Bentan.co.id – Perkembangan musik di tanah air tak lepas dari satu nama, Lokananta. Itu merupakan sebuah studio rekaman yang terletak di Jl Ahmad Yani nomor 379, Kecamatan Laweyan, Kota Surakarta, Jawa Tengah.
Berdiri di atas lahan seluas 21.150 meter persegi, Lokananta didirikan pada 29 Oktober 1956 oleh Raden Maladi, Kepala Jawatan Radio Republik Indonesia (RRI), bersama Oetojo Soemowidjojo dan Raden Ngabehi Soegoto Soerjodipoero.
Lokananta yang dalam bahasa Sansekerta berarti gamelan dari khayangan yang bersuara merdu, semula dibangun untuk merekam materi siaran dalam bentuk piringan hitam untuk disiarkan oleh 26 stasiun RRI di seluruh Indonesia.
Menurut Gading Pramu Wijaya, pada 1958, dalam Lokananta Arsip Sejarah Musik Indonesia, pihak RRI mulai menjual produksi piringan hitam yang berupa lagu-lagu daerah kepada masyarakat umum dengan merek dagang Lokananta.
Koleksinya seperti, musik gamelan dari Jawa, Bali, Sunda, musik Batak, juga lagu-lagu rakyat (folklore) yang tidak pernah diketahui siapa penciptanya.

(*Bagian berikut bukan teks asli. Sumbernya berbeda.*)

//! Chained selection resolver
//!
//! Given a relationship descriptor and the selected parent id, computes the
//! ordered set of target records whose relation field matches the parent.
//!
//! # Flow
//!
//! ```text
//! descriptor ──► validate (registry) ──► parse parent ──► store query
//!                                                            │
//!                        all mode: ordered union with ◄──────┘
//!                        the current selection
//! ```
//!
//! Each call is independent and read-only: no caching, no shared mutable
//! state, one bounded store query (two in "all" mode).

use std::collections::{BTreeMap, HashSet};
use std::fmt;
use std::sync::Arc;

use crate::error::LookupError;
use crate::formatter::format_options;
use crate::registry::{Arity, EntityType, FieldDescriptor, FieldKind, Registry};
use crate::store::{LinkQuery, RecordStore};
use crate::types::{EntityTypeRef, KeyType, OptionEntry, Record, RecordId, Scalar};

static NO_LIMITS: BTreeMap<String, Scalar> = BTreeMap::new();

/// The four identifiers naming a chained pair
#[derive(Debug, Clone, PartialEq, Eq)]
pub struct LookupDescriptor {
    /// Type whose records populate the dependent field
    pub target: EntityTypeRef,
    /// Relation field on `target` compared against the parent id
    pub target_field: String,
    /// Type owning the dependent field
    pub source: EntityTypeRef,
    /// The dependent field itself
    pub source_field: String,
}

impl LookupDescriptor {
    pub fn new(
        target: EntityTypeRef,
        target_field: impl Into<String>,
        source: EntityTypeRef,
        source_field: impl Into<String>,
    ) -> Self {
        Self {
            target,
            target_field: target_field.into(),
            source,
            source_field: source_field.into(),
        }
    }
}

impl fmt::Display for LookupDescriptor {
    fn fmt(&self, f: &mut fmt::Formatter<'_>) -> fmt::Result {
        write!(
            f,
            "{}.{} <- {}.{}",
            self.target, self.target_field, self.source, self.source_field
        )
    }
}

/// Query mode, selected by the calling endpoint
#[derive(Debug, Clone, PartialEq, Eq, Default)]
pub enum LookupMode {
    /// Exactly the filtered set
    #[default]
    Strict,
    /// Filtered set plus the dependent field's current value(s)
    All {
        /// Raw current values; unparsable entries are ignored
        selected: Vec<String>,
    },
}

impl LookupMode {
    pub fn is_all(&self) -> bool {
        matches!(self, LookupMode::All { .. })
    }
}

/// Outcome of a lookup, in output order
#[derive(Debug, Clone, Default, PartialEq)]
pub struct MatchResult {
    /// Records linked to the parent, in natural order
    pub matched: Vec<Record>,
    /// Currently selected records outside `matched` ("all" mode only)
    pub retained: Vec<Record>,
}

impl MatchResult {
    pub fn len(&self) -> usize {
        self.matched.len() + self.retained.len()
    }

    pub fn is_empty(&self) -> bool {
        self.len() == 0
    }

    /// All record ids, matched first
    pub fn ids(&self) -> impl Iterator<Item = &RecordId> {
        self.matched.iter().chain(&self.retained).map(|r| &r.id)
    }
}

/// A descriptor checked against the registry
#[derive(Debug, Clone, Copy)]
pub struct ResolvedChain<'a> {
    pub target: &'a EntityType,
    pub field: &'a FieldDescriptor,
    pub arity: Arity,
    /// Key type of the parent entity, used to parse the parent id
    pub parent_key: KeyType,
    pub limit_choices_to: &'a BTreeMap<String, Scalar>,
}

/// Ordered set union: `matched` first, then `selected` records not already
/// present. Each id appears at most once, first occurrence wins.
pub fn ordered_union(matched: Vec<Record>, selected: Vec<Record>) -> MatchResult {
    let mut seen: HashSet<RecordId> = HashSet::with_capacity(matched.len() + selected.len());
    let matched: Vec<Record> = matched
        .into_iter()
        .filter(|r| seen.insert(r.id.clone()))
        .collect();
    let retained: Vec<Record> = selected
        .into_iter()
        .filter(|r| seen.insert(r.id.clone()))
        .collect();
    MatchResult { matched, retained }
}

/// Resolves chained lookups against a registry and a record store
#[derive(Clone)]
pub struct Resolver {
    registry: Arc<Registry>,
    store: Arc<dyn RecordStore>,
}

impl Resolver {
    pub fn new(registry: Arc<Registry>, store: Arc<dyn RecordStore>) -> Self {
        Self { registry, store }
    }

    pub fn registry(&self) -> &Registry {
        &self.registry
    }

    /// Check a descriptor against the registry.
    ///
    /// Both types must be registered, the target field must be a single- or
    /// multi-valued relation, and the source field must be a chained relation
    /// to the target type.
    pub fn validate(&self, descriptor: &LookupDescriptor) -> Result<ResolvedChain<'_>, LookupError> {
        let target = self
            .registry
            .get(&descriptor.target)
            .ok_or_else(|| LookupError::UnknownType(descriptor.target.clone()))?;
        let source = self
            .registry
            .get(&descriptor.source)
            .ok_or_else(|| LookupError::UnknownType(descriptor.source.clone()))?;

        let field = target
            .field(&descriptor.target_field)
            .ok_or_else(|| LookupError::UnknownField {
                entity: descriptor.target.clone(),
                field: descriptor.target_field.clone(),
            })?;
        let (parent_type, arity) = match &field.kind {
            FieldKind::Relation { target, arity } => (target, *arity),
            FieldKind::GenericRelation => {
                return Err(LookupError::InvalidFieldArity {
                    entity: descriptor.target.clone(),
                    field: descriptor.target_field.clone(),
                })
            }
            FieldKind::Scalar => {
                return Err(LookupError::UnknownField {
                    entity: descriptor.target.clone(),
                    field: descriptor.target_field.clone(),
                })
            }
        };

        let source_field = source
            .field(&descriptor.source_field)
            .filter(|f| f.kind.is_relation())
            .ok_or_else(|| LookupError::UnknownField {
                entity: descriptor.source.clone(),
                field: descriptor.source_field.clone(),
            })?;
        let chained = source.has_chained_fields()
            && matches!(&source_field.kind, FieldKind::Relation { target, .. } if *target == descriptor.target);
        if !chained {
            return Err(LookupError::ChainNotDeclared {
                source_type: descriptor.source.clone(),
                source_field: descriptor.source_field.clone(),
                target: descriptor.target.clone(),
            });
        }

        let parent_key = self
            .registry
            .get(parent_type)
            .map(EntityType::key_type)
            .unwrap_or_default();
        let limit_choices_to = source_field
            .chain
            .as_ref()
            .map(|c| &c.limit_choices_to)
            .unwrap_or(&NO_LIMITS);

        Ok(ResolvedChain {
            target,
            field,
            arity,
            parent_key,
            limit_choices_to,
        })
    }

    /// Resolve the ordered match result for a descriptor
    pub async fn resolve(
        &self,
        descriptor: &LookupDescriptor,
        parent: Option<&str>,
        mode: &LookupMode,
    ) -> Result<MatchResult, LookupError> {
        let chain = self.validate(descriptor)?;
        self.run(&chain, parent, mode).await
    }

    /// Resolve and format as dropdown options; "all" mode includes the placeholder
    pub async fn lookup_options(
        &self,
        descriptor: &LookupDescriptor,
        parent: Option<&str>,
        mode: &LookupMode,
    ) -> Result<Vec<OptionEntry>, LookupError> {
        let chain = self.validate(descriptor)?;
        let result = self.run(&chain, parent, mode).await?;

        tracing::debug!(
            descriptor = %descriptor,
            parent = parent.unwrap_or(""),
            all = mode.is_all(),
            matched = result.matched.len(),
            retained = result.retained.len(),
            "Resolved chained lookup"
        );

        Ok(format_options(chain.target, &result, mode.is_all()))
    }

    async fn run(
        &self,
        chain: &ResolvedChain<'_>,
        parent: Option<&str>,
        mode: &LookupMode,
    ) -> Result<MatchResult, LookupError> {
        let matched = match parent.and_then(|raw| chain.parent_key.parse(raw)) {
            Some(parent_id) => {
                let query = LinkQuery {
                    entity: chain.target,
                    field: chain.field,
                    arity: chain.arity,
                    parent: &parent_id,
                    limit_choices_to: chain.limit_choices_to,
                };
                self.store.filter_by_link(&query).await?
            }
            None => Vec::new(),
        };

        let LookupMode::All { selected } = mode else {
            return Ok(MatchResult {
                matched,
                retained: Vec::new(),
            });
        };

        let key_type = chain.target.key_type();
        let mut wanted: Vec<RecordId> = Vec::new();
        for id in selected.iter().filter_map(|raw| key_type.parse(raw)) {
            if !wanted.contains(&id) && !matched.iter().any(|r| r.id == id) {
                wanted.push(id);
            }
        }

        let selected_records = if wanted.is_empty() {
            Vec::new()
        } else {
            self.store
                .fetch_by_ids(chain.target, &wanted, chain.limit_choices_to)
                .await?
        };

        Ok(ordered_union(matched, selected_records))
    }
}
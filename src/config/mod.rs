//! Service configuration
//!
//! Entity declarations, store backend and server settings loaded from YAML.

mod lookup_config;

pub use lookup_config::{
    ChainConfig, ConfigError, EntityConfig, FieldConfig, FieldKindConfig, LookupConfig,
    ServerConfig, StoreBackend, StoreConfig, ThroughConfig, ADDR_ENV, CONFIG_PATH_ENV,
    DEFAULT_CONFIG_PATH,
};
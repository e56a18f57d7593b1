//! Postgres record store
//!
//! Runs the statements built in `store::sql` against a `PgPool`. Ordering is
//! done by the database; projected scalar columns come back as text, which is
//! all the display templates need.

use async_trait::async_trait;
use sqlx::postgres::{PgArguments, PgPoolOptions, PgRow};
use sqlx::query::Query;
use sqlx::{PgPool, Postgres, Row};
use std::collections::BTreeMap;

use crate::registry::EntityType;
use crate::store::sql::{self, BindValue, SelectStatement};
use crate::store::traits::{LinkQuery, RecordStore, StoreError};
use crate::types::{KeyType, Record, RecordId, Scalar};

/// Record store backed by Postgres
#[derive(Clone)]
pub struct PgStore {
    pool: PgPool,
}

impl PgStore {
    pub fn new(pool: PgPool) -> Self {
        Self { pool }
    }

    pub async fn connect(database_url: &str) -> Result<Self, StoreError> {
        let pool = PgPoolOptions::new()
            .max_connections(10)
            .connect(database_url)
            .await?;
        Ok(Self::new(pool))
    }

    async fn run(
        &self,
        entity: &EntityType,
        stmt: SelectStatement,
    ) -> Result<Vec<Record>, StoreError> {
        tracing::debug!(sql = %stmt.sql, binds = stmt.binds.len(), "Running lookup query");

        let mut query = sqlx::query(&stmt.sql);
        for value in &stmt.binds {
            query = bind_value(query, value);
        }
        let rows = query.fetch_all(&self.pool).await?;

        rows.iter()
            .map(|row| decode_row(entity, &stmt.projected, row))
            .collect()
    }
}

fn bind_value<'q>(
    query: Query<'q, Postgres, PgArguments>,
    value: &BindValue,
) -> Query<'q, Postgres, PgArguments> {
    match value {
        BindValue::Id(RecordId::Int(id)) => query.bind(*id),
        BindValue::Id(RecordId::Str(id)) => query.bind(id.clone()),
        BindValue::Ids(KeyType::Integer, ids) => query.bind(
            ids.iter()
                .filter_map(|id| match id {
                    RecordId::Int(v) => Some(*v),
                    RecordId::Str(_) => None,
                })
                .collect::<Vec<i64>>(),
        ),
        BindValue::Ids(KeyType::String, ids) => {
            query.bind(ids.iter().map(ToString::to_string).collect::<Vec<String>>())
        }
        BindValue::Scalar(Scalar::Null) => query.bind(Option::<String>::None),
        BindValue::Scalar(Scalar::Bool(v)) => query.bind(*v),
        BindValue::Scalar(Scalar::Int(v)) => query.bind(*v),
        BindValue::Scalar(Scalar::Float(v)) => query.bind(*v),
        BindValue::Scalar(Scalar::Text(v)) => query.bind(v.clone()),
    }
}

fn decode_row(entity: &EntityType, projected: &[String], row: &PgRow) -> Result<Record, StoreError> {
    let id = match entity.key_type() {
        KeyType::Integer => RecordId::Int(row.try_get::<i64, _>(0)?),
        KeyType::String => RecordId::Str(row.try_get::<String, _>(0)?),
    };

    let mut record = Record::new(id);
    for (idx, name) in projected.iter().enumerate() {
        let value: Option<String> = row.try_get(idx + 1)?;
        record
            .scalars
            .insert(name.clone(), value.map(Scalar::Text).unwrap_or(Scalar::Null));
    }
    Ok(record)
}

#[async_trait]
impl RecordStore for PgStore {
    async fn filter_by_link(&self, query: &LinkQuery<'_>) -> Result<Vec<Record>, StoreError> {
        let stmt = sql::link_query(query)?;
        self.run(query.entity, stmt).await
    }

    async fn fetch_by_ids(
        &self,
        entity: &EntityType,
        ids: &[RecordId],
        limit_choices_to: &BTreeMap<String, Scalar>,
    ) -> Result<Vec<Record>, StoreError> {
        if ids.is_empty() {
            return Ok(Vec::new());
        }
        let stmt = sql::ids_query(entity, ids, limit_choices_to)?;
        self.run(entity, stmt).await
    }
}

Kemudian, berdasarkan Peraturan Pemerintah nomor 215 tahun 1961, Studio Lokananta diubah statusnya menjadi perusahaan negara dengan nama baru PN Lokananta.
Bidang usahanya pun diperluas menjadi label rekaman yang berfokus pada karya lagu daerah dan pertunjukan seni serta penerbitan buku dan majalah.
Rekaman untuk para musisi di tanah air mulai dilakukan ketika Indonesia menjadi penyelenggara Asian Games ke-IV, pada 15 Agustus 1962.
Saat itu sejumlah lagu daerah seperti Rasa Sayange dinyanyikan musisi lokal dan direkam dalam piringan hitam lalu dibagikan sebagai cendera mata kepada kontingen peserta Asian Games 1962.
Selepas itu, Lokananta mulai memberanikan diri memproduksi piringan hitam dari musisi terkenal, seperti Waldjinah, Titiek Puspa, Bing Slamet, Sam Saimun, dan maestro jazz Buby Chen.
Waldjinah tercatat sebagai musisi pertama yang merekam suaranya di Lokananta, pada 1959, saat membawakan lagu Kembang Katjang karya Gesang Martohartono alias Gesang, sang legendaris, pencipta Bengawan Solo.
Lokananta juga ikut merekam Bengawan Solo dan beberapa ciptaan Gesang, lainnya seperti Jembatan Merah dan Sapu Tangan.
Sewaktu rekaman itu, Waldjinah yang baru berusia 12 tahun dengan postur mungilnya tak mampu menjangkau letak corong mikrofon.
Alhasil, penyanyi yang kemudian dikenal sebagai Ratu Keroncong dengan 1.700 karya lagu keroncong itu terpaksa dinaikkan ke bangku kayu kecil atau dingklik.
Upaya itu dilakukan agar posisi mulut bocah bersuara emas itu pas dengan corong mikrofon. Rekaman perdana di Lokananta itu sebagai hadiah yang ia terima setelah memenangkan kontes menyanyi “Ratu Kembang Katjang”.
Lokananta ikut mengalami pasang surut kemajuan musik di tanah air. Pada 1972, produksi audio mulai beralih dari piringan hitam ke kaset dan sejak 1983 membentuk unit penggandaan film dalam format pita magnetik Betamax dan VHS. Pada dekade 1970-an hingga 1980-an, Lokananta berjaya sebagai sentra produksi rekaman audio kaset dan penggandaan film terbesar di Indonesia.
Tahun 1999, menjadi momentum senjakala bagi Lokananta. Tepatnya ketika makin banyak rekaman audio dilakukan format CD dan kaset mulai ditinggalkan.
Sejak 2004, perusahaan rekaman ini diambil alih Perum Percetakan Negara RI. Nama barunya menjadi PNRI Cabang Surakarta-Lokananta.